▶ [Supplied records]
----
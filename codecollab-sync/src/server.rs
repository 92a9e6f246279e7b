//! WebSocket front for the [`Coordinator`].
//!
//! Architecture:
//! ```text
//! Session A ──ws──┐
//!                 ├── accept loop ── serve_connection ── Coordinator
//! Session B ──ws──┘   (one task per connection)
//! ```
//!
//! Every accepted socket is upgraded, wrapped in a [`WebSocketTransport`]
//! and handed to [`serve_connection`].

use std::io;
use std::net::SocketAddr;
use std::sync::Arc;

use tokio::net::{TcpListener, TcpStream};

use crate::coordinator::{serve_connection, Coordinator, CoordinatorStats, DEFAULT_OUTBOX_CAPACITY};
use crate::transport::WebSocketTransport;

/// Environment variable overriding [`ServerConfig::bind_addr`].
pub const BIND_ENV: &str = "CODECOLLAB_BIND";

/// Server configuration.
#[derive(Debug, Clone)]
pub struct ServerConfig {
    /// Address to bind to
    pub bind_addr: String,
    /// Frames queued per connection before a stalled peer is evicted
    pub outbox_capacity: usize,
}

impl Default for ServerConfig {
    fn default() -> Self {
        Self {
            bind_addr: "127.0.0.1:9090".to_string(),
            outbox_capacity: DEFAULT_OUTBOX_CAPACITY,
        }
    }
}

impl ServerConfig {
    /// Defaults, with `CODECOLLAB_BIND` applied if set.
    pub fn from_env() -> Self {
        Self::from_lookup(|key| std::env::var(key).ok())
    }

    fn from_lookup(lookup: impl Fn(&str) -> Option<String>) -> Self {
        let mut config = Self::default();
        if let Some(addr) = lookup(BIND_ENV).filter(|a| !a.trim().is_empty()) {
            config.bind_addr = addr;
        }
        config
    }
}

/// The coordinator server.
pub struct CoordinatorServer {
    config: ServerConfig,
    coordinator: Arc<Coordinator>,
}

impl CoordinatorServer {
    pub fn new(config: ServerConfig) -> Self {
        Self {
            coordinator: Arc::new(Coordinator::with_outbox_capacity(config.outbox_capacity)),
            config,
        }
    }

    pub fn with_defaults() -> Self {
        Self::new(ServerConfig::default())
    }

    /// Start listening for WebSocket connections.
    ///
    /// Runs the accept loop until the listener fails.
    pub async fn run(&self) -> io::Result<()> {
        let listener = TcpListener::bind(&self.config.bind_addr).await?;
        log::info!("Coordinator listening on {}", self.config.bind_addr);

        loop {
            let (stream, addr) = listener.accept().await?;
            log::debug!("New TCP connection from {addr}");

            let coordinator = Arc::clone(&self.coordinator);
            tokio::spawn(async move {
                if let Err(e) = handle_connection(coordinator, stream, addr).await {
                    log::error!("Connection error from {addr}: {e}");
                }
            });
        }
    }

    pub fn bind_addr(&self) -> &str {
        &self.config.bind_addr
    }

    pub fn coordinator(&self) -> &Arc<Coordinator> {
        &self.coordinator
    }

    pub async fn stats(&self) -> CoordinatorStats {
        self.coordinator.stats().await
    }
}

async fn handle_connection(
    coordinator: Arc<Coordinator>,
    stream: TcpStream,
    addr: SocketAddr,
) -> Result<(), tokio_tungstenite::tungstenite::Error> {
    let ws_stream = tokio_tungstenite::accept_async(stream).await?;
    log::info!("WebSocket connection established from {addr}");

    serve_connection(coordinator, WebSocketTransport::new(ws_stream)).await;
    log::debug!("Connection from {addr} finished");
    Ok(())
}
----
▶ [Task goal]
Keeping each word as given, write out the material above.

▶ [Task response]
filename codecollab-sync/src/server.rs
repository 92a9e6f246279e7b
//! WebSocket front for the [`Coordinator`].
//!
//! Architecture:
//! ```text
//! Session A ──ws──┐
//!                 ├── accept loop ── serve_connection ── Coordinator
//! Session B ──ws──┘   (one task per connection)
//! ```
//!
//! Every accepted socket is upgraded, wrapped in a [`WebSocketTransport`]
//! and handed to [`serve_connection`].

use std::io;
use std::net::SocketAddr;
use std::sync::Arc;

use tokio::net::{TcpListener, TcpStream};

use crate::coordinator::{serve_connection, Coordinator, CoordinatorStats, DEFAULT_OUTBOX_CAPACITY};
use crate::transport::WebSocketTransport;

/// Environment variable overriding [`ServerConfig::bind_addr`].
pub const BIND_ENV: &str = "CODECOLLAB_BIND";

/// Server configuration.
#[derive(Debug, Clone)]
pub struct ServerConfig {
    /// Address to bind to
    pub bind_addr: String,
    /// Frames queued per connection before a stalled peer is evicted
    pub outbox_capacity: usize,
}

impl Default for ServerConfig {
    fn default() -> Self {
        Self {
            bind_addr: "127.0.0.1:9090".to_string(),
            outbox_capacity: DEFAULT_OUTBOX_CAPACITY,
        }
    }
}

impl ServerConfig {
    /// Defaults, with `CODECOLLAB_BIND` applied if set.
    pub fn from_env() -> Self {
        Self::from_lookup(|key| std::env::var(key).ok())
    }

    fn from_lookup(lookup: impl Fn(&str) -> Option<String>) -> Self {
        let mut config = Self::default();
        if let Some(addr) = lookup(BIND_ENV).filter(|a| !a.trim().is_empty()) {
            config.bind_addr = addr;
        }
        config
    }
}

/// The coordinator server.
pub struct CoordinatorServer {
    config: ServerConfig,
    coordinator: Arc<Coordinator>,
}

impl CoordinatorServer {
    pub fn new(config: ServerConfig) -> Self {
        Self {
            coordinator: Arc::new(Coordinator::with_outbox_capacity(config.outbox_capacity)),
            config,
        }
    }

    pub fn with_defaults() -> Self {
        Self::new(ServerConfig::default())
    }

    /// Start listening for WebSocket connections.
    ///
    /// Runs the accept loop until the listener fails.
    pub async fn run(&self) -> io::Result<()> {
        let listener = TcpListener::bind(&self.config.bind_addr).await?;
        log::info!("Coordinator listening on {}", self.config.bind_addr);

        loop {
            let (stream, addr) = listener.accept().await?;
            log::debug!("New TCP connection from {addr}");

            let coordinator = Arc::clone(&self.coordinator);
            tokio::spawn(async move {
                if let Err(e) = handle_connection(coordinator, stream, addr).await {
                    log::error!("Connection error from {addr}: {e}");
                }
            });
        }
    }

    pub fn bind_addr(&self) -> &str {
        &self.config.bind_addr
    }

    pub fn coordinator(&self) -> &Arc<Coordinator> {
        &self.coordinator
    }

    pub async fn stats(&self) -> CoordinatorStats {
        self.coordinator.stats().await
    }
}

async fn handle_connection(
    coordinator: Arc<Coordinator>,
    stream: TcpStream,
    addr: SocketAddr,
) -> Result<(), tokio_tungstenite::tungstenite::Error> {
    let ws_stream = tokio_tungstenite::accept_async(stream).await?;
    log::info!("WebSocket connection established from {addr}");

    serve_connection(coordinator, WebSocketTransport::new(ws_stream)).await;
    log::debug!("Connection from {addr} finished");
    Ok(())
}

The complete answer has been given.